What to produce - Report each line of the records where "Uuid" occurs.

Stored data -
════════════════

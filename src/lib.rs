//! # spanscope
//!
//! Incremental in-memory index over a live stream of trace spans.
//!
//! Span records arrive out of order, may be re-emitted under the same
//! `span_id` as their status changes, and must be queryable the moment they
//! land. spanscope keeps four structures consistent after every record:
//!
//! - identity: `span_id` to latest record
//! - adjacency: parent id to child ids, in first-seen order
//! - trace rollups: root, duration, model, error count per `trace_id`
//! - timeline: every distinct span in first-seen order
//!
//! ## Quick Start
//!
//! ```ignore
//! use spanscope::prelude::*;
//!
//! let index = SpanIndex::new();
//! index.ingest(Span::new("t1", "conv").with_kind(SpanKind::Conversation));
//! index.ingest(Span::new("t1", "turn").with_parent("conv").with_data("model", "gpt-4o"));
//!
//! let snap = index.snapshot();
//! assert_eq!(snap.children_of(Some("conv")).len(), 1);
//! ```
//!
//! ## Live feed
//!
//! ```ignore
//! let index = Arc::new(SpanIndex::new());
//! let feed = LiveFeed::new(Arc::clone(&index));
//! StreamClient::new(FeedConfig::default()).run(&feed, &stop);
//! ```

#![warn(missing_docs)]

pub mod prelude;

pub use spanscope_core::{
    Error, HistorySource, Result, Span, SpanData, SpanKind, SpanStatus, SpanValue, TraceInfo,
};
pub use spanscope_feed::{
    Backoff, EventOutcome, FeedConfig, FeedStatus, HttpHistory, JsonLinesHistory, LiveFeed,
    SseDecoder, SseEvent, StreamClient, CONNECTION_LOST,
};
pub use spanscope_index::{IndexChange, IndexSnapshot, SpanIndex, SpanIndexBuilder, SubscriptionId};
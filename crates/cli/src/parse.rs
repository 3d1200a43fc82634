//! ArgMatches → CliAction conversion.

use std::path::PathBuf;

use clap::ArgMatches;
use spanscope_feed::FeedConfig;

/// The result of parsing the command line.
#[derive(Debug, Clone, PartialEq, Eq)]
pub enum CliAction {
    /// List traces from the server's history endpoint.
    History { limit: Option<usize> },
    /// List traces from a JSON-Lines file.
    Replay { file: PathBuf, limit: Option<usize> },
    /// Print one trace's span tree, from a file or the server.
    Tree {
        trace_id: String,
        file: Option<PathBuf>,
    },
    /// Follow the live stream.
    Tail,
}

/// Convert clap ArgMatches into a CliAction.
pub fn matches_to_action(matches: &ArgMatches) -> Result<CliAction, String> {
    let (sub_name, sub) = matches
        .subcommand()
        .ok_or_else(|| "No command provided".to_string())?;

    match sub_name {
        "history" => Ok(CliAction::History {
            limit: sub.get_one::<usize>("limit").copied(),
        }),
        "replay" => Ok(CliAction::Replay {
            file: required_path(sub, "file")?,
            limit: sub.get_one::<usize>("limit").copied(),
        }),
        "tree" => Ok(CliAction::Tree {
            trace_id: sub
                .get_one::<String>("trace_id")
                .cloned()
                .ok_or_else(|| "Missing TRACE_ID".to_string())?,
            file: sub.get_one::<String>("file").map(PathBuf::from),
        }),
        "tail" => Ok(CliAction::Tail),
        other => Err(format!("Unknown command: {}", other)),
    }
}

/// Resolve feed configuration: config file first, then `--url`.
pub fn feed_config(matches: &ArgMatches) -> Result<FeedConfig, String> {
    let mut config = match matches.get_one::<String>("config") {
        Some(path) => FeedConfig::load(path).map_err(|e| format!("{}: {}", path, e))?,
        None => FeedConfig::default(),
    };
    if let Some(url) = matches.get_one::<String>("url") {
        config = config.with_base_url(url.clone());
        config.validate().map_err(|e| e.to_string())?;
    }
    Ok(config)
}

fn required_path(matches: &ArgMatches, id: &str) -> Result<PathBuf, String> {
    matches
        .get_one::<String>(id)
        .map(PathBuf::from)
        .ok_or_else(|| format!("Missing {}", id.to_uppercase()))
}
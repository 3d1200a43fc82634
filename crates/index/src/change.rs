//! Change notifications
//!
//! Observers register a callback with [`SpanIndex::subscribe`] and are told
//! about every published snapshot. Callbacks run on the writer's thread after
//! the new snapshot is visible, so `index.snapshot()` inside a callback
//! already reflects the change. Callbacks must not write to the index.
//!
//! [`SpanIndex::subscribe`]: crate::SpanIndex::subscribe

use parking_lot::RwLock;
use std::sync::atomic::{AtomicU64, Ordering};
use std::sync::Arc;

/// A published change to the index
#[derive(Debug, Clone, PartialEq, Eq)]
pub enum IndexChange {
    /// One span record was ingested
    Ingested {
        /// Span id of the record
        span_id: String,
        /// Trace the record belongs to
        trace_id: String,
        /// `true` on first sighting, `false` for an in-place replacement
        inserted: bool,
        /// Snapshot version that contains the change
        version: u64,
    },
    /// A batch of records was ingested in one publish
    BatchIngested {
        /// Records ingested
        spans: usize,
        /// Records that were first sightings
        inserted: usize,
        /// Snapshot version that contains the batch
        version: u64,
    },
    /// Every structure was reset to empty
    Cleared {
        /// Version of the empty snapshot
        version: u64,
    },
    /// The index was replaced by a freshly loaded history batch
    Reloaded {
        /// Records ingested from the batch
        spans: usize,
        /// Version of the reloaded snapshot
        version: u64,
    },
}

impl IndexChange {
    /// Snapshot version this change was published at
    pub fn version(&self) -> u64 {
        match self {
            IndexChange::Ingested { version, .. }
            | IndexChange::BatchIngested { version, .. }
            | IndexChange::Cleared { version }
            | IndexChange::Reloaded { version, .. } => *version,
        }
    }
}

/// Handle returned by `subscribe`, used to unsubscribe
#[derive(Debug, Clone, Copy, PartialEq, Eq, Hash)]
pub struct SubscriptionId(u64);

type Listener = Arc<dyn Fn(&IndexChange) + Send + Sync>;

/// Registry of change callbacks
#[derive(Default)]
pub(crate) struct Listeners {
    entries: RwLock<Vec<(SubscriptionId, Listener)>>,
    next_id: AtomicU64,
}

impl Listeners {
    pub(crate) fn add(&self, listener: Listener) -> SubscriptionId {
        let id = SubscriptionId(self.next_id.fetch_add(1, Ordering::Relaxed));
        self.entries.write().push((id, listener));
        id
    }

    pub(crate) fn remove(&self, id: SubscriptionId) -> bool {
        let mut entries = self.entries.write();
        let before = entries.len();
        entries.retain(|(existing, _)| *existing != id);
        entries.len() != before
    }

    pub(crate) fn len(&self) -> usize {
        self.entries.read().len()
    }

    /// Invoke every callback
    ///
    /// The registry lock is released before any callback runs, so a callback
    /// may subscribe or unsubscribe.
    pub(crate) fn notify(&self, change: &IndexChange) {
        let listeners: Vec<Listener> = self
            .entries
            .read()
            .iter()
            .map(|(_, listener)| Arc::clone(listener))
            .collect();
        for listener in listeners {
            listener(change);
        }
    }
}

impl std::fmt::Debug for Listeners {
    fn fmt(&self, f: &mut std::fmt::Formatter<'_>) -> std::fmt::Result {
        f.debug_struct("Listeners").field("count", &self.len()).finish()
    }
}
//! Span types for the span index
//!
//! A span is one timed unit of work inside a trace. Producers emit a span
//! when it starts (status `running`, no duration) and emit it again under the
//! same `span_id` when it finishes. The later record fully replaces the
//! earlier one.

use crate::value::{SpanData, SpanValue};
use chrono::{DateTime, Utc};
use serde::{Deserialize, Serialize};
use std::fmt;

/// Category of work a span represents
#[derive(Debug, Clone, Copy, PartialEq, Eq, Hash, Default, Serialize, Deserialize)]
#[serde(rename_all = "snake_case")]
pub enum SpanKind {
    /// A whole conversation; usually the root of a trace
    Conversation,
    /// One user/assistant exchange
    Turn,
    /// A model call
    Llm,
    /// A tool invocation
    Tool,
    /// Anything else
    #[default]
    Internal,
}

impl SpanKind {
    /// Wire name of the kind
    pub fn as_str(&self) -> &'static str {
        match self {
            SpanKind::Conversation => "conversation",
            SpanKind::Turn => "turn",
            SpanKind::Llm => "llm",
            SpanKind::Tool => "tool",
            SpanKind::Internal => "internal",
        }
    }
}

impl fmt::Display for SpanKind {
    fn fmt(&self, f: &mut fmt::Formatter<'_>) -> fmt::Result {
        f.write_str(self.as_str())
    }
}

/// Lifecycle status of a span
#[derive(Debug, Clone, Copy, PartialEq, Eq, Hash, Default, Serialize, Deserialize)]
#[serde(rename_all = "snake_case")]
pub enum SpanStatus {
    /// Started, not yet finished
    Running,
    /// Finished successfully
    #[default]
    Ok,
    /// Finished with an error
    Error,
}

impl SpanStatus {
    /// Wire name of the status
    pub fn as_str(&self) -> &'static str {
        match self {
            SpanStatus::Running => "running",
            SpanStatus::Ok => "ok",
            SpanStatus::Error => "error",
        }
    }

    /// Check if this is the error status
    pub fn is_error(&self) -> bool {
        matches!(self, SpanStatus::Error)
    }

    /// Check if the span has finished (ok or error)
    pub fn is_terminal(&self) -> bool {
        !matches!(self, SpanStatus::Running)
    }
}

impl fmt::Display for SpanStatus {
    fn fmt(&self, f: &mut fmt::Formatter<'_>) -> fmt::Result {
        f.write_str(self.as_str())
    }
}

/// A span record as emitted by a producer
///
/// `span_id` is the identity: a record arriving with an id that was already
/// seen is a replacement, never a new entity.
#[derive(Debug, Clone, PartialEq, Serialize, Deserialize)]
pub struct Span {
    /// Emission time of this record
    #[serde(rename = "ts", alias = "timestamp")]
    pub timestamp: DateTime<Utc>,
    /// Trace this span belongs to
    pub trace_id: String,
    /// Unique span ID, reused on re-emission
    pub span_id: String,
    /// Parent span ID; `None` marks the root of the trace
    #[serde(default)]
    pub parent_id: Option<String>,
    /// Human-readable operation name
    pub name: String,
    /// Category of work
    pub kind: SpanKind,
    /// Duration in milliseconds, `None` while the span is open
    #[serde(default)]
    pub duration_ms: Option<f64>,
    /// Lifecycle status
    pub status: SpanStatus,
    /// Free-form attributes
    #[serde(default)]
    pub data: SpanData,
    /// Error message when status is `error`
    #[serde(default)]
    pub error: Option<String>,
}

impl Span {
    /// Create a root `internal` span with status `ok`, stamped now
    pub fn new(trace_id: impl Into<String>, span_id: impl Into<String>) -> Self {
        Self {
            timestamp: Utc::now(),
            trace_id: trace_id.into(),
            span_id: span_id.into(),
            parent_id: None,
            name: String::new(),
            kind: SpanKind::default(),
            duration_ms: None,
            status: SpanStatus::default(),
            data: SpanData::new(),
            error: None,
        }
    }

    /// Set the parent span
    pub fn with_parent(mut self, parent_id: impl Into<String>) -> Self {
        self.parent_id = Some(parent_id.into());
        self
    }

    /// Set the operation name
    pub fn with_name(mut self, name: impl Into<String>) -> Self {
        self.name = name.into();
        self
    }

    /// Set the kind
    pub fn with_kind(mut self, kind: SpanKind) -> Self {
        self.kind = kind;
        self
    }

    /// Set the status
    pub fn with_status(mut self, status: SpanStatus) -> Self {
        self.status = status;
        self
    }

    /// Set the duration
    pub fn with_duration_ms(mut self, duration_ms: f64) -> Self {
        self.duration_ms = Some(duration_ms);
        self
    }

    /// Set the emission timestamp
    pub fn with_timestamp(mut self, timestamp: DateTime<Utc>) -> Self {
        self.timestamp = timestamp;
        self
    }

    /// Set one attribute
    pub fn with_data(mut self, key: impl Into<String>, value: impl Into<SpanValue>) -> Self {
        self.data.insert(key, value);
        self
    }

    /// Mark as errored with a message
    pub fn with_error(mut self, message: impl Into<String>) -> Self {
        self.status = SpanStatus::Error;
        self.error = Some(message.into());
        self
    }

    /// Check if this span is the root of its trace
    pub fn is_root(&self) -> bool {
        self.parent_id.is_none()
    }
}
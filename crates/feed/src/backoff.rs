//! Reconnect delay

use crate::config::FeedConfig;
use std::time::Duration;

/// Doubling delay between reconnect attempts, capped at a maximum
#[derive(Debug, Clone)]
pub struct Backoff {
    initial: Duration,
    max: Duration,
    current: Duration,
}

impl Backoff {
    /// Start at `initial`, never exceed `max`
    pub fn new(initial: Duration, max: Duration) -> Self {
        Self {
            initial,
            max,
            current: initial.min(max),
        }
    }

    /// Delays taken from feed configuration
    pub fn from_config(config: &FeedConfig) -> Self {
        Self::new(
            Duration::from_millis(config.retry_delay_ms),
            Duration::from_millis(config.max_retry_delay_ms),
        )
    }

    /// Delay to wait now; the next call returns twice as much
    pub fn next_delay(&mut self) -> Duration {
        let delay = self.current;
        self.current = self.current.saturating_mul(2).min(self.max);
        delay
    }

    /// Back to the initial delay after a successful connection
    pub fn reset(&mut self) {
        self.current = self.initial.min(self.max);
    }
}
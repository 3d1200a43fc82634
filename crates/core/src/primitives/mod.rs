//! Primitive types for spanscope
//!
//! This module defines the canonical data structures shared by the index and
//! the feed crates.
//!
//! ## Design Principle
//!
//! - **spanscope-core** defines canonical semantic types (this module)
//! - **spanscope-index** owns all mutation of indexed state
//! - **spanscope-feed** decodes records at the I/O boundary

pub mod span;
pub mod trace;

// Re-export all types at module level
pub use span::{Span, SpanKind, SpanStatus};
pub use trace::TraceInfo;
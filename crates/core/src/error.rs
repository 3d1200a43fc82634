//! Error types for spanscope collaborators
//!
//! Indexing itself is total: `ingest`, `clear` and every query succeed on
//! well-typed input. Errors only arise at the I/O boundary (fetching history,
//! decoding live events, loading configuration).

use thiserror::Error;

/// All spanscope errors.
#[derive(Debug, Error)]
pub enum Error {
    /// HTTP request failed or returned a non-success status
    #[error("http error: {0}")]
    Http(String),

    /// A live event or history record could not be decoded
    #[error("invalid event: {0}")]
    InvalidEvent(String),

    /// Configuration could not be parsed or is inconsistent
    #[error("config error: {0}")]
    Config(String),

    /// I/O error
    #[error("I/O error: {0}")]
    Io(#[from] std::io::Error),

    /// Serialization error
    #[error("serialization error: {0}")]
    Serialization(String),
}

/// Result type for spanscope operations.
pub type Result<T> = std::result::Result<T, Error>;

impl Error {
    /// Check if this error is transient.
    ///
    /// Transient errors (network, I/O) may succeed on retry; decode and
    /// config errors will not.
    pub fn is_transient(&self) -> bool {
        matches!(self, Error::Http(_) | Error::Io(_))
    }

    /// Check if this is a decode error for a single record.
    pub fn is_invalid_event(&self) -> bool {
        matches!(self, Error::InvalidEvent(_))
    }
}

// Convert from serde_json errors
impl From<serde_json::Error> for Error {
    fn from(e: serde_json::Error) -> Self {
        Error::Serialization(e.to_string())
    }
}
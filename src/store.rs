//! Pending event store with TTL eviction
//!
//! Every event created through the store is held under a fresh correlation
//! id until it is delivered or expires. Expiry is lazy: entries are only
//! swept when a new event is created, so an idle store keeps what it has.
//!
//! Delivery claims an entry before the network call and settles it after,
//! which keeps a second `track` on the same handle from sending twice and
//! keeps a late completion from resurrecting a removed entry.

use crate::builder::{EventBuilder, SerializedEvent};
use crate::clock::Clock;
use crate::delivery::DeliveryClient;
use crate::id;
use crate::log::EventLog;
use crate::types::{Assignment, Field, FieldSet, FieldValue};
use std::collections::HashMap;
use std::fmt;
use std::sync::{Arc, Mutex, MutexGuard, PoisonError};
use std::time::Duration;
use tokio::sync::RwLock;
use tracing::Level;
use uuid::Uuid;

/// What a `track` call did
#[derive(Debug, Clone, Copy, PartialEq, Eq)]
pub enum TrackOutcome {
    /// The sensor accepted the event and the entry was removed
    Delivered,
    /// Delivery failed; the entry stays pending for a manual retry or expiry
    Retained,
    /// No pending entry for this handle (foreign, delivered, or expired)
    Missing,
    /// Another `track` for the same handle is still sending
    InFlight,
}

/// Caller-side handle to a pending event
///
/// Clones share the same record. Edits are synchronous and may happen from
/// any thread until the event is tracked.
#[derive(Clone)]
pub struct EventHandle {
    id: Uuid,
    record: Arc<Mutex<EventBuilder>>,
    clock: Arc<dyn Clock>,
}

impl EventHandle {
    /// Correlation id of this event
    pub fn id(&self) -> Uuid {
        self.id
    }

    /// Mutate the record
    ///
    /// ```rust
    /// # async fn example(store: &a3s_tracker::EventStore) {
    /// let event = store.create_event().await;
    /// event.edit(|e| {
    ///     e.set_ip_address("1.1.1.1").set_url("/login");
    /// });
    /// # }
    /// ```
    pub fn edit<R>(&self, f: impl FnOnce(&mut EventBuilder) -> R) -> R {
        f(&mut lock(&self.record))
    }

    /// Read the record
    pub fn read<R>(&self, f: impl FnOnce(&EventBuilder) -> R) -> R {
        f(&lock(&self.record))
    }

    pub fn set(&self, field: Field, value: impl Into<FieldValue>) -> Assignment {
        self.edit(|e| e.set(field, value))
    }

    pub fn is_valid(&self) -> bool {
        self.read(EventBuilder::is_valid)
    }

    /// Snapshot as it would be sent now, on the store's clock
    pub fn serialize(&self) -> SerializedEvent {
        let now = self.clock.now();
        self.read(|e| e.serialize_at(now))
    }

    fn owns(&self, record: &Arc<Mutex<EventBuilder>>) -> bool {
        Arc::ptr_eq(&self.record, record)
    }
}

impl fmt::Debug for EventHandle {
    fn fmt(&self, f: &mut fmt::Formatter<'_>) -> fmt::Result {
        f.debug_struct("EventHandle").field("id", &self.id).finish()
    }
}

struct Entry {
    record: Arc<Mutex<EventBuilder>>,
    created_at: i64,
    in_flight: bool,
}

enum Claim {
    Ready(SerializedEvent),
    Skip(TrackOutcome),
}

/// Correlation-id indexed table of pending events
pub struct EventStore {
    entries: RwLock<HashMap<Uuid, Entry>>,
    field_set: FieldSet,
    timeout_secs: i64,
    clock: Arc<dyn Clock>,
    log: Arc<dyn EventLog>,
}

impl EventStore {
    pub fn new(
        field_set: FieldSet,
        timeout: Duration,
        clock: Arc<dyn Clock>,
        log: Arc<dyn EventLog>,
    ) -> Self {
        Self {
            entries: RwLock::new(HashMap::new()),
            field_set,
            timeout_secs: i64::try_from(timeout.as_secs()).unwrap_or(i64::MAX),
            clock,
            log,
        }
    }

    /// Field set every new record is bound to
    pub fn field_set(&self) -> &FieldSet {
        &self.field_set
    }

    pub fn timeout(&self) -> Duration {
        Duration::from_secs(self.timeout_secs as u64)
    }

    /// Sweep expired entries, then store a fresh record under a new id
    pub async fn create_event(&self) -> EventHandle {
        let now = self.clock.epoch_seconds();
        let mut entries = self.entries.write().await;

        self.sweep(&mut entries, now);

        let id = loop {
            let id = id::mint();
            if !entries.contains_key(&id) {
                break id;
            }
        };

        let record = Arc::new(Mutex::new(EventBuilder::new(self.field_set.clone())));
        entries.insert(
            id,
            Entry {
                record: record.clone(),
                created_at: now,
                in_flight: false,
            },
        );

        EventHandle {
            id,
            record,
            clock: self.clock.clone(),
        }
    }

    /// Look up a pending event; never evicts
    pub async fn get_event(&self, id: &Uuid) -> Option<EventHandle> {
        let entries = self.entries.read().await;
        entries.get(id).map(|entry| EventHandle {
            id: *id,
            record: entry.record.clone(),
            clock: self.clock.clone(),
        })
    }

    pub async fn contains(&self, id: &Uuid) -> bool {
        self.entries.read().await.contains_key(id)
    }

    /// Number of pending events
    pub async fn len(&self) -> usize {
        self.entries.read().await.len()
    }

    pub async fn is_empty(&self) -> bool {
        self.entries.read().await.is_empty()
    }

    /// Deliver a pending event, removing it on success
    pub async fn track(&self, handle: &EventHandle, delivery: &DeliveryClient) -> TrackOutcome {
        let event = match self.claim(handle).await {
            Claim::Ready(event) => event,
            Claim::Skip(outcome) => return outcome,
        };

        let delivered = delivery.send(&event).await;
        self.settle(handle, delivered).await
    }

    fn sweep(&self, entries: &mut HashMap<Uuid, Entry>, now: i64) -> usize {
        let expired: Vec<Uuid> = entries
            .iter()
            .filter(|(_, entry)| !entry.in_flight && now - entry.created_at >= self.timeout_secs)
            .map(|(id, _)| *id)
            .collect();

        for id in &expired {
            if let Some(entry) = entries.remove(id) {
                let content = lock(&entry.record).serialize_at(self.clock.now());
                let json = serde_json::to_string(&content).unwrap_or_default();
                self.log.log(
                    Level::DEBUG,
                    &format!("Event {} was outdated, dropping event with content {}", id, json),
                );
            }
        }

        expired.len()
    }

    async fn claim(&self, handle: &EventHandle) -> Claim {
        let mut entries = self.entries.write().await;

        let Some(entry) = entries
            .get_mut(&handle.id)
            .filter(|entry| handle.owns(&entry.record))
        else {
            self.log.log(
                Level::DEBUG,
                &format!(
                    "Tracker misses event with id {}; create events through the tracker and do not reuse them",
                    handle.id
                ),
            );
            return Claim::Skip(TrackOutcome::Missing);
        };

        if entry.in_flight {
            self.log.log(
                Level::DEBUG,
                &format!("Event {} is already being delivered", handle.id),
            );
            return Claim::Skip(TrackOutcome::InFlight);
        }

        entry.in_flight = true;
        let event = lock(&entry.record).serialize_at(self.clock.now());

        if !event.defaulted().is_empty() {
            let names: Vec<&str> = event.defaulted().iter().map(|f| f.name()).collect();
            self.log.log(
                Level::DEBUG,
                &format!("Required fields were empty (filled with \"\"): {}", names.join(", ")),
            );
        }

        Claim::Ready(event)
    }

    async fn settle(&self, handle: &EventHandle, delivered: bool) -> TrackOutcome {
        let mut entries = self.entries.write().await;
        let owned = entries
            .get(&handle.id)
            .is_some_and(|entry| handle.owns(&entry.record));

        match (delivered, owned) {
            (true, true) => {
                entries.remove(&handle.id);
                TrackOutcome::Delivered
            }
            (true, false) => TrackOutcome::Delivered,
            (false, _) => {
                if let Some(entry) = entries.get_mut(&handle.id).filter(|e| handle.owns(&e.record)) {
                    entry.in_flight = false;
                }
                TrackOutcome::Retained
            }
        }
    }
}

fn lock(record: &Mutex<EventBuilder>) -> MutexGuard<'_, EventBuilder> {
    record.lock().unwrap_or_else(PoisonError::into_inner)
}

════════════════

Result of this task -
use uuid::Uuid;
    id: Uuid,
    pub fn id(&self) -> Uuid {
    entries: RwLock<HashMap<Uuid, Entry>>,
    pub async fn get_event(&self, id: &Uuid) -> Option<EventHandle> {
    pub async fn contains(&self, id: &Uuid) -> bool {
    fn sweep(&self, entries: &mut HashMap<Uuid, Entry>, now: i64) -> usize {
        let expired: Vec<Uuid> = entries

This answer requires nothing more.